Another suggestion he raises is raccoon dogs
Quote:
What is the next step?
For the animals chain, it’s straightforward. The suppliers are known. They know the farm name; they know the owner of the farm. You’ve got to go down to the farm and interview the farmer and the family. You’ve got to test them. You’ve got to test the community. You’ve got to go and look and see if there are any animals left at any farms nearby and see if they’ve got evidence of infection, and see if there is any cross-border movement. If the virus is in those southern border states, it’s possible that there’s been some movement across neighboring countries like Vietnam, Laos or Myanmar. We’re finding more and more related viruses now. There’s one in Japan and one in Cambodia, one in Thailand.
For the human side, look for earlier cases, for clusters; look in blood banks for serum, if possible. Anything like this is going to be sensitive in China, and it’s going to take some persuasion and diplomacy and energy for them to do that because, to be honest, looking for the source of this virus within China is not a great, high priority I think for the Chinese government. Anywhere this virus is shown to emerge is a political issue. That’s one of the problems, and that is clear and obvious to anyone who has been looking at this.

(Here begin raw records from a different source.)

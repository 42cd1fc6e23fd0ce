//! Opening the sensor board's SPI device.
//!
//! On Linux the bus is a spidev device driven through `rppal`. The kernel's spidev buffer must be
//! at least one frame long (`spidev.bufsiz=28900` or more on the kernel command line), otherwise
//! frame transfers fail with a transfer error. On other hosts no device exists and opening always
//! fails with [`TofSpiError::DeviceUnavailable`].
//!
//! The board writes its current status into byte 4 of the frame header as the frame is clocked
//! out, the same value a poll would have returned at that moment. A frame read while nothing was
//! ready still transfers, but holds an old frame or a mix of two, and its header status is a wait
//! time (1 to 250) or 0. Such frames are dropped as stale. If every frame is dropped on real
//! hardware, the dropped status is in the read warning: 0 means the board is not answering
//! (check wiring, SPI mode and clock), a wait time means reads are racing the board's imaging.
//! A `spidev.bufsiz` smaller than a frame shows up as a transfer error instead.

use super::{TofSpi, TofSpiError};
use crate::params::SpiParams;

#[cfg(target_os = "linux")]
pub use linux::*;

#[cfg(not(target_os = "linux"))]
pub use other::*;

#[cfg(target_os = "linux")]
mod linux {
    use super::*;
    use log::info;
    use rppal::spi::{Bus, Mode, SlaveSelect, Spi};

    /// The SPI device type used on this host.
    pub type SpiDev = Spi;

    /// Open and configure the bus: mode 0, 8 bits per word, the configured clock.
    pub fn open(params: &SpiParams) -> Result<TofSpi<SpiDev>, TofSpiError> {
        let bus = match params.bus {
            0 => Bus::Spi0,
            1 => Bus::Spi1,
            2 => Bus::Spi2,
            3 => Bus::Spi3,
            4 => Bus::Spi4,
            5 => Bus::Spi5,
            6 => Bus::Spi6,
            b => {
                return Err(TofSpiError::DeviceUnavailable(format!(
                    "there is no SPI bus {}",
                    b
                )))
            }
        };

        let slave_select = match params.slave_select {
            0 => SlaveSelect::Ss0,
            1 => SlaveSelect::Ss1,
            2 => SlaveSelect::Ss2,
            s => {
                return Err(TofSpiError::DeviceUnavailable(format!(
                    "slave select {} is not supported",
                    s
                )))
            }
        };

        let spi = Spi::new(bus, slave_select, params.clock_hz, Mode::Mode0)
            .map_err(|e| TofSpiError::DeviceUnavailable(e.to_string()))?;

        spi.set_bits_per_word(8)
            .map_err(|e| TofSpiError::DeviceUnavailable(e.to_string()))?;

        info!(
            "Opened /dev/spidev{}.{} at {} Hz",
            params.bus, params.slave_select, params.clock_hz
        );

        Ok(TofSpi::new(spi))
    }
}

#[cfg(not(target_os = "linux"))]
mod other {
    use super::*;
    use embedded_hal::blocking::spi::{Transfer, Write};

    /// No SPI device exists on this host, so this type has no values.
    pub enum SpiDev {}

    impl Transfer<u8> for SpiDev {
        type Error = ();

        fn transfer<'w>(&mut self, _: &'w mut [u8]) -> Result<&'w [u8], ()> {
            match *self {}
        }
    }

    impl Write<u8> for SpiDev {
        type Error = ();

        fn write(&mut self, _: &[u8]) -> Result<(), ()> {
            match *self {}
        }
    }

    pub fn open(params: &SpiParams) -> Result<TofSpi<SpiDev>, TofSpiError> {
        Err(TofSpiError::DeviceUnavailable(format!(
            "SPI bus {} is only available on Linux hosts",
            params.bus
        )))
    }
}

Do you have a particular animal that you suspect right now as an intermediate link, more strongly than others?
It’s too up in the air. We don’t know if civets were on sale. We know they are very easily infected. We don’t know what the situation is with the mink farms in China or the other fur farms, like raccoon dogs, even though they’re normally farmed in a different part of China. That needs to be followed up on, too.
But if you were to say which pathway would you put the most weight on, I think the virus emerging either in Southeast Asia or Southern China from bats, getting into a domesticated wildlife farm. I’ve been to many of these, and they often have mixed species — civets, ferret badgers, raccoon dogs. Those animals would be able to get infected from bats.
Either the people that work there get infected and bring it in, or animals are shipped in, live or recently killed, that bring the virus into a market. Once it’s in a market — either Huanan or another one in Wuhan — you’ve got a dense population of people moving through those markets. And it’s going to be a real potential for an amplification.